* [WHAT THE EXERCISE ASKS]:
Can you pull out each line of the data below that includes the word "RequestExecutor"?

━━━ EXCERPTED DATA

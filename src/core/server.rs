//! MCP Server implementation and lifecycle management.
//!
//! This module contains the main server handler that implements the MCP
//! protocol by delegating to domain-specific services.
//!
//! ## Tool Architecture
//!
//! Tools are static definitions in `domains/tools/definitions/`. They all
//! run through one `ToolPipeline`, shared by the rmcp router and the
//! registry. The ToolRouter is built from the catalogue in
//! `domains/tools/router.rs`, so adding a tool does not touch this file.

use rmcp::{
    ErrorData as McpError, RoleServer, ServerHandler, handler::server::tool::ToolRouter, model::*,
    service::RequestContext, tool_handler,
};
use std::sync::Arc;
use tracing::{info, instrument};

use super::config::Config;
use crate::domains::{
    resources::{ResourceError, ResourceService},
    tools::{
        RequestExecutor, ReqwestExecutor, SettingsResolver, ToolPipeline, ToolRegistry,
        build_tool_router, pipeline::TransportFailure,
    },
};

/// The main MCP server handler.
///
/// This struct implements the `ServerHandler` trait from rmcp and coordinates
/// between different domain services to handle MCP protocol messages.
#[derive(Clone)]
pub struct McpServer {
    /// Server configuration.
    config: Arc<Config>,

    /// Lookup and blocking dispatch of tools.
    registry: ToolRegistry,

    /// Service for handling resource-related requests.
    resource_service: Arc<ResourceService>,

    /// Tool router for handling tool calls.
    tool_router: ToolRouter<Self>,
}

impl McpServer {
    /// Create a new MCP server with the given configuration.
    pub fn new(config: Config) -> Self {
        Self::with_executor(config, Arc::new(ReqwestExecutor::new()))
    }

    /// Create a server performing requests through `executor`.
    pub fn with_executor(config: Config, executor: Arc<dyn RequestExecutor>) -> Self {
        let config = Arc::new(config);
        let resolver = SettingsResolver::from_config(&config.api);

        let pipeline = Arc::new(ToolPipeline::new(resolver.clone(), executor));
        let resource_service = Arc::new(ResourceService::new(resolver));

        Self {
            tool_router: build_tool_router::<Self>(pipeline.clone()),
            registry: ToolRegistry::new(pipeline),
            config,
            resource_service,
        }
    }

    /// Get the server name.
    pub fn name(&self) -> &str {
        &self.config.server.name
    }

    /// Get the server version.
    pub fn version(&self) -> &str {
        &self.config.server.version
    }

    /// Get the server configuration.
    pub fn config(&self) -> &Arc<Config> {
        &self.config
    }

    /// Number of tools served.
    pub fn tool_count(&self) -> usize {
        self.tool_router.list_all().len()
    }

    /// List all available tools.
    pub fn list_tools(&self) -> Vec<Tool> {
        self.tool_router.list_all()
    }

    /// Call a tool by name and return its text.
    ///
    /// Runs on the blocking thread pool. Tool failures, panics included, are
    /// part of the returned text; only an unknown tool or malformed arguments
    /// yield `Err`.
    pub async fn call_tool(
        &self,
        name: &str,
        arguments: serde_json::Value,
    ) -> crate::Result<String> {
        let registry = self.registry.clone();
        let name = name.to_string();

        match tokio::task::spawn_blocking(move || registry.call_tool(&name, arguments)).await {
            Ok(result) => Ok(result?),
            Err(e) => Ok(TransportFailure::unexpected(e).message()),
        }
    }

    /// List all available resources.
    pub async fn list_resources(&self) -> Vec<Resource> {
        self.resource_service.list_resources().await
    }

    /// Read a resource by URI.
    pub async fn read_resource(&self, uri: &str) -> crate::Result<ReadResourceResult> {
        Ok(self.resource_service.read_resource(uri).await?)
    }
}

/// ServerHandler implementation with tool_handler macro for automatic tool routing.
#[tool_handler]
impl ServerHandler for McpServer {
    fn get_info(&self) -> ServerInfo {
        let mut info = ServerInfo {
            instructions: Some(
                "Lexical data tools: definitions, examples, pronunciations, etymologies, \
                 related words and word search. Every tool returns a single text result. \
                 Read config://settings to check which API settings are in effect."
                    .to_string(),
            ),
            capabilities: ServerCapabilities::builder()
                .enable_tools()
                .enable_resources()
                .build(),
            ..Default::default()
        };
        info.server_info.name = self.name().to_string();
        info.server_info.version = self.version().to_string();
        info
    }

    #[instrument(skip(self, _context))]
    async fn list_resources(
        &self,
        _request: Option<PaginatedRequestParam>,
        _context: RequestContext<RoleServer>,
    ) -> Result<ListResourcesResult, McpError> {
        info!("Listing resources");
        let resources = self.resource_service.list_resources().await;
        Ok(ListResourcesResult {
            resources,
            next_cursor: None,
            meta: None,
        })
    }

    #[instrument(skip(self, _context))]
    async fn read_resource(
        &self,
        request: ReadResourceRequestParam,
        _context: RequestContext<RoleServer>,
    ) -> Result<ReadResourceResult, McpError> {
        info!("Reading resource: {}", request.uri);
        self.resource_service
            .read_resource(&request.uri)
            .await
            .map_err(|e| match e {
                ResourceError::NotFound(_) => McpError::resource_not_found(e.to_string(), None),
                ResourceError::Internal(_) => McpError::internal_error(e.to_string(), None),
            })
    }
}

#[cfg(test)]
mod tests {
    use super::*;
    use crate::core::config::ApiSourcesConfig;
    use crate::core::error::Error;
    use crate::domains::tools::ToolError;
    use crate::domains::tools::pipeline::MISSING_CONFIG_MESSAGE;
    use crate::domains::tools::pipeline::test_support::{MockExecutor, PanickingExecutor};
    use serde_json::json;
    use std::fs;
    use tempfile::TempDir;

    fn test_config(config_file: Option<std::path::PathBuf>) -> Config {
        let mut config = Config::default();
        config.api = ApiSourcesConfig {
            base_url_env: "LEXICON_TEST_SERVER_BASE_URL".to_string(),
            bearer_token_env: "LEXICON_TEST_SERVER_TOKEN".to_string(),
            config_file,
        };
        config
    }

    #[test]
    fn test_server_identity_and_tools() {
        let server = McpServer::new(test_config(None));
        assert_eq!(server.name(), "lexicon-mcp-server");
        assert_eq!(server.tool_count(), 16);

        let info = server.get_info();
        assert_eq!(info.server_info.name, "lexicon-mcp-server");
        assert!(info.capabilities.tools.is_some());
        assert!(info.capabilities.resources.is_some());
        assert!(info.capabilities.prompts.is_none());
    }

    #[test]
    fn test_list_tools_matches_registry() {
        let server = McpServer::new(test_config(None));
        let mut listed: Vec<_> = server
            .list_tools()
            .into_iter()
            .map(|tool| tool.name.to_string())
            .collect();
        let mut registered: Vec<_> = ToolRegistry::get_all_tools()
            .into_iter()
            .map(|tool| tool.name.to_string())
            .collect();
        listed.sort();
        registered.sort();
        assert_eq!(listed, registered);
    }

    #[tokio::test]
    async fn test_call_tool_without_config() {
        let mock = Arc::new(MockExecutor::responding(200, "{}"));
        let server = McpServer::with_executor(test_config(None), mock.clone());

        let text = server
            .call_tool("get_word_json_word_definitions", json!({"word": "cat"}))
            .await
            .unwrap();
        assert_eq!(text, MISSING_CONFIG_MESSAGE);
        assert_eq!(mock.calls(), 0);
    }

    #[tokio::test]
    async fn test_call_tool_panic_is_text() {
        let temp_dir = TempDir::new().unwrap();
        let path = temp_dir.path().join("config.json");
        fs::write(
            &path,
            r#"{"baseURL": "https://api.example.com", "bearerToken": "file-token"}"#,
        )
        .unwrap();
        let server = McpServer::with_executor(test_config(Some(path)), Arc::new(PanickingExecutor));

        let text = server
            .call_tool("get_word_json_word_audio", json!({"word": "cat"}))
            .await
            .unwrap();
        assert_eq!(text, "Unexpected error: boom");
    }

    #[tokio::test]
    async fn test_call_tool_unknown() {
        let server = McpServer::new(test_config(None));
        let result = server.call_tool("fs_delete", json!({})).await;
        assert!(matches!(result, Err(Error::Tool(ToolError::NotFound(_)))));
    }

    #[tokio::test]
    async fn test_call_tool_with_file_settings() {
        let temp_dir = TempDir::new().unwrap();
        let path = temp_dir.path().join("config.json");
        fs::write(
            &path,
            r#"{"baseURL": "https://api.example.com", "bearerToken": "file-token"}"#,
        )
        .unwrap();
        let mock = Arc::new(MockExecutor::responding(200, r#"{"id":1,"word":"cat"}"#));
        let server = McpServer::with_executor(test_config(Some(path)), mock.clone());

        let text = server
            .call_tool("get_words_json_word_of_the_day", json!({"date": "2024-01-01"}))
            .await
            .unwrap();
        assert_eq!(text, "{\n  \"id\": 1,\n  \"word\": \"cat\"\n}");

        let requests = mock.requests();
        assert_eq!(requests[0].query.get("date"), Some("2024-01-01"));
        assert_eq!(requests[0].authorization(), "Bearer file-token");
    }

    #[tokio::test]
    async fn test_read_settings_resource() {
        let server = McpServer::new(test_config(None));
        let resources = server.list_resources().await;
        assert_eq!(resources.len(), 1);

        let result = server.read_resource("config://settings").await.unwrap();
        assert_eq!(result.contents.len(), 1);

        let missing = server.read_resource("config://other").await;
        assert!(matches!(missing, Err(Error::Resource(_))));
    }
}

━━━━━━

* [EXERCISE RESULT]:
        RequestExecutor, ReqwestExecutor, SettingsResolver, ToolPipeline, ToolRegistry,
    pub fn with_executor(config: Config, executor: Arc<dyn RequestExecutor>) -> Self {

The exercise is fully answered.